Позднее Флобер еще раз переменил местожительство, переселившись на улицу Фобур Сент-Оноре, в дом под номером двести сорок. Охваченный скукой старых холостяков, он хотел быть поближе к своей племяннице. Как-то вечером Флобер, этот закоренелый холостяк, сетовал на то, что не женился. Другой раз видели, как он плакал, глядя на ребенка. Квартира на улице Фобур Сент-Оноре была более просторной, но окна выходили на море крыш, которые щетинились трубами. Флобер нисколько не старался украсить свое жилище. Он только сделал портьеры из своей прежней обивки — кретона с разводами. На камин поставили Будду, и послеполуденные приемы возобновились. Здесь, в этом белом с золотом салоне, ощущалась какая-то пустота. Казалось, тут жили временно, как на биваке. Нужно сказать, что к этому времени Флобер разорился. Все свое состояние он отдал племяннице, муж которой переживал большие денежные затруднения. С присущим ему великодушием Флобер всем сердцем отозвался на их беду, но щедрость его превысила его силы. Он дрогнул перед угрозой нищеты, — ведь ему никогда не приходилось зарабатывать себе на жизнь. Одно время он боялся, что не сможет больше приезжать в Париж; и в течение двух последних зим он действительно там не бывал. Тем не менее позднее я снова увидел его на улице Фобур Сент-Оноре как бы возродившимся. Это был прежний Флобер с его громовым голосом и широкими жестами. Со временем он привык к новому положению и относился ко всякого рода невзгодам с презрением истинного поэта. К тому же в ту пору его сильно увлекала работа над «Тремя повестями». Кружок Флобера расширился, приходила молодежь, — иной раз нас собиралось по воскресеньям до двадцати человек. И теперь, когда мы, близкие друзья его последних лет, вспоминаем о Флобере, мы видим его именно здесь, в этом белом с золотом салоне. Привычным движением повернувшись на каблуках, он встает перед нами, большой, молчаливый, и смотрит на нас огромными голубыми глазами или же вдруг разражается ужасными парадоксами и, потрясая кулаками, вздымает руки к потолку.
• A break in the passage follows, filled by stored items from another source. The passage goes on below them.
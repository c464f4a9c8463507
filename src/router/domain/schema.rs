//! JSON schema validation for tool inputs and structured model outputs.
//!
//! Supports the subset of JSON Schema used by tool definitions: `type`
//! (single or list), `properties`, `required`, `additionalProperties`,
//! `items`, `enum`, `const`, `anyOf`, `minLength`, `maxLength`, `minimum`,
//! `maximum`, `minItems`, and `maxItems`. Unknown keywords are ignored.

use serde::{Deserialize, Serialize};
use serde_json::{Map, Value};
use std::fmt;

/// A JSON schema document.
#[derive(Debug, Clone, PartialEq, Serialize, Deserialize)]
#[serde(transparent)]
pub struct JsonSchema(Value);

impl JsonSchema {
    /// Wraps a schema document.
    #[must_use]
    pub const fn new(schema: Value) -> Self {
        Self(schema)
    }

    /// Returns a schema accepting any object.
    #[must_use]
    pub fn any_object() -> Self {
        Self(serde_json::json!({ "type": "object" }))
    }

    /// Returns the raw schema document.
    #[must_use]
    pub const fn as_value(&self) -> &Value {
        &self.0
    }

    /// Consumes the wrapper and returns the raw schema document.
    #[must_use]
    pub fn into_inner(self) -> Value {
        self.0
    }

    /// Returns `true` when the schema declares `"type": "object"`.
    #[must_use]
    pub fn is_object_schema(&self) -> bool {
        self.0.get("type").and_then(Value::as_str) == Some("object")
    }

    /// Validates a value against the schema.
    ///
    /// Every violation is collected; validation does not stop at the first
    /// failure.
    ///
    /// # Errors
    ///
    /// Returns [`SchemaViolations`] listing each failing location.
    ///
    /// # Examples
    ///
    /// ```
    /// use serde_json::json;
    /// use switchboard::router::domain::JsonSchema;
    ///
    /// let schema = JsonSchema::new(json!({
    ///     "type": "object",
    ///     "properties": { "topic": { "type": "string" } },
    ///     "required": ["topic"]
    /// }));
    /// assert!(schema.validate(&json!({ "topic": "rust" })).is_ok());
    /// assert!(schema.validate(&json!({})).is_err());
    /// ```
    pub fn validate(&self, value: &Value) -> Result<(), SchemaViolations> {
        let mut violations = Vec::new();
        check(&self.0, value, "", &mut violations);
        if violations.is_empty() {
            Ok(())
        } else {
            Err(SchemaViolations(violations))
        }
    }
}

impl From<Value> for JsonSchema {
    fn from(value: Value) -> Self {
        Self(value)
    }
}

/// A single schema violation.
#[derive(Debug, Clone, PartialEq, Eq, Serialize, Deserialize)]
pub struct SchemaViolation {
    /// JSON-pointer-like location of the failing value; empty for the root.
    pub path: String,
    /// Description of the failure.
    pub message: String,
}

impl fmt::Display for SchemaViolation {
    fn fmt(&self, f: &mut fmt::Formatter<'_>) -> fmt::Result {
        if self.path.is_empty() {
            write!(f, "(root): {}", self.message)
        } else {
            write!(f, "{}: {}", self.path, self.message)
        }
    }
}

/// Non-empty list of violations produced by [`JsonSchema::validate`].
#[derive(Debug, Clone, PartialEq, Eq, Serialize, Deserialize)]
#[serde(transparent)]
pub struct SchemaViolations(Vec<SchemaViolation>);

impl SchemaViolations {
    /// Returns the individual violations.
    #[must_use]
    pub fn as_slice(&self) -> &[SchemaViolation] {
        &self.0
    }

    /// Returns the number of violations.
    #[must_use]
    pub const fn len(&self) -> usize {
        self.0.len()
    }

    /// Returns `true` when there are no violations.
    #[must_use]
    pub const fn is_empty(&self) -> bool {
        self.0.is_empty()
    }

    /// Returns `true` if any violation is reported at `path`.
    #[must_use]
    pub fn has_path(&self, path: &str) -> bool {
        self.0.iter().any(|violation| violation.path == path)
    }
}

impl fmt::Display for SchemaViolations {
    fn fmt(&self, f: &mut fmt::Formatter<'_>) -> fmt::Result {
        let joined = self
            .0
            .iter()
            .map(ToString::to_string)
            .collect::<Vec<_>>()
            .join("; ");
        f.write_str(&joined)
    }
}

fn check(schema: &Value, value: &Value, path: &str, out: &mut Vec<SchemaViolation>) {
    let Some(rules) = schema.as_object() else {
        if schema == &Value::Bool(false) {
            push(out, path, "no value is allowed here");
        }
        return;
    };

    if let Some(expected) = rules.get("type") {
        if !type_allowed(expected, value) {
            push(
                out,
                path,
                format!("expected {}, found {}", describe_type(expected), kind(value)),
            );
            return;
        }
    }

    if let Some(Value::Array(options)) = rules.get("enum") {
        if !options.contains(value) {
            push(out, path, format!("value {value} is not one of the allowed values"));
        }
    }

    if let Some(expected) = rules.get("const") {
        if expected != value {
            push(out, path, format!("expected constant {expected}"));
        }
    }

    if let Some(Value::Array(branches)) = rules.get("anyOf") {
        let any_passes = branches.iter().any(|branch| {
            let mut scratch = Vec::new();
            check(branch, value, path, &mut scratch);
            scratch.is_empty()
        });
        if !any_passes {
            push(out, path, "value does not match any allowed schema");
        }
    }

    match value {
        Value::String(text) => check_string(rules, text, path, out),
        Value::Number(_) => check_number(rules, value, path, out),
        Value::Array(items) => check_array(rules, items, path, out),
        Value::Object(fields) => check_object(rules, fields, path, out),
        Value::Null | Value::Bool(_) => {}
    }
}

fn check_string(
    rules: &Map<String, Value>,
    text: &str,
    path: &str,
    out: &mut Vec<SchemaViolation>,
) {
    let length = text.chars().count();
    if let Some(min) = rules.get("minLength").and_then(Value::as_u64) {
        if (length as u64) < min {
            push(out, path, format!("string is shorter than {min} characters"));
        }
    }
    if let Some(max) = rules.get("maxLength").and_then(Value::as_u64) {
        if (length as u64) > max {
            push(out, path, format!("string is longer than {max} characters"));
        }
    }
}

fn check_number(
    rules: &Map<String, Value>,
    value: &Value,
    path: &str,
    out: &mut Vec<SchemaViolation>,
) {
    let Some(number) = value.as_f64() else {
        return;
    };
    if let Some(min) = rules.get("minimum").and_then(Value::as_f64) {
        if number < min {
            push(out, path, format!("value must be at least {min}"));
        }
    }
    if let Some(max) = rules.get("maximum").and_then(Value::as_f64) {
        if number > max {
            push(out, path, format!("value must be at most {max}"));
        }
    }
}

fn check_array(
    rules: &Map<String, Value>,
    items: &[Value],
    path: &str,
    out: &mut Vec<SchemaViolation>,
) {
    let count = items.len() as u64;
    if let Some(min) = rules.get("minItems").and_then(Value::as_u64) {
        if count < min {
            push(out, path, format!("array must contain at least {min} items"));
        }
    }
    if let Some(max) = rules.get("maxItems").and_then(Value::as_u64) {
        if count > max {
            push(out, path, format!("array must contain at most {max} items"));
        }
    }
    if let Some(item_schema) = rules.get("items") {
        for (index, item) in items.iter().enumerate() {
            check(item_schema, item, &format!("{path}/{index}"), out);
        }
    }
}

fn check_object(
    rules: &Map<String, Value>,
    fields: &Map<String, Value>,
    path: &str,
    out: &mut Vec<SchemaViolation>,
) {
    if let Some(Value::Array(required)) = rules.get("required") {
        for key in required.iter().filter_map(Value::as_str) {
            if !fields.contains_key(key) {
                push(out, &format!("{path}/{key}"), "required property is missing");
            }
        }
    }

    let properties = rules.get("properties").and_then(Value::as_object);
    for (key, field_value) in fields {
        let field_path = format!("{path}/{key}");
        match properties.and_then(|props| props.get(key)) {
            Some(property_schema) => check(property_schema, field_value, &field_path, out),
            None => match rules.get("additionalProperties") {
                Some(Value::Bool(false)) => {
                    push(out, &field_path, "additional property is not allowed");
                }
                Some(extra_schema @ Value::Object(_)) => {
                    check(extra_schema, field_value, &field_path, out);
                }
                _ => {}
            },
        }
    }
}

fn type_allowed(expected: &Value, value: &Value) -> bool {
    match expected {
        Value::String(name) => type_matches(name, value),
        Value::Array(names) => names
            .iter()
            .filter_map(Value::as_str)
            .any(|name| type_matches(name, value)),
        _ => true,
    }
}

fn type_matches(name: &str, value: &Value) -> bool {
    match name {
        "object" => value.is_object(),
        "array" => value.is_array(),
        "string" => value.is_string(),
        "number" => value.is_number(),
        "integer" => value.is_i64() || value.is_u64(),
        "boolean" => value.is_boolean(),
        "null" => value.is_null(),
        _ => true,
    }
}

fn describe_type(expected: &Value) -> String {
    match expected {
        Value::String(name) => name.clone(),
        Value::Array(names) => names
            .iter()
            .filter_map(Value::as_str)
            .collect::<Vec<_>>()
            .join(" or "),
        other => other.to_string(),
    }
}

const fn kind(value: &Value) -> &'static str {
    match value {
        Value::Null => "null",
        Value::Bool(_) => "boolean",
        Value::Number(_) => "number",
        Value::String(_) => "string",
        Value::Array(_) => "array",
        Value::Object(_) => "object",
    }
}

fn push(out: &mut Vec<SchemaViolation>, path: &str, message: impl Into<String>) {
    out.push(SchemaViolation {
        path: path.to_owned(),
        message: message.into(),
    });
}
Мне хотелось бы дать здесь верную картину этих воскресных сборищ. Впрочем, это довольно трудная задача, так как там часто бывал в ходу жаргон, осужденный во Франции еще с XVI века. Флобер, который носил зимою феску и стеганый ватный халат, напоминавший сутану кюре, к лету заказывал себе широкие шаровары в красную и белую полоску и некий балахон, придававшие ему маскарадное сходство с турком в домашнем одеянии. «Это — для удобства» — говаривал Флобер. Я склонен думать, что в этих вкусах сказалось также его пристрастие к старинным романтическим модам, ибо я помнил его, еще когда он носил панталоны в крупную клетку, сюртук со складками в талии и цилиндр с широкими полями, надетый набекрень.

Дамы, присутствовавшие на наших воскресных собраниях, что, впрочем, случалось редко, и видевшие его в «турецком одеянии», бывали почти что напуганы. Когда он прогуливался в таком наряде по своему парку в Круассе, прохожие останавливались на дороге, чтобы поглядеть на него сквозь решетчатую ограду; существовал даже анекдот о буржуа из Руана, которые приехали в Буль на лодке и привезли с собой детей, обещая показать им Флобера, если те будут умниками.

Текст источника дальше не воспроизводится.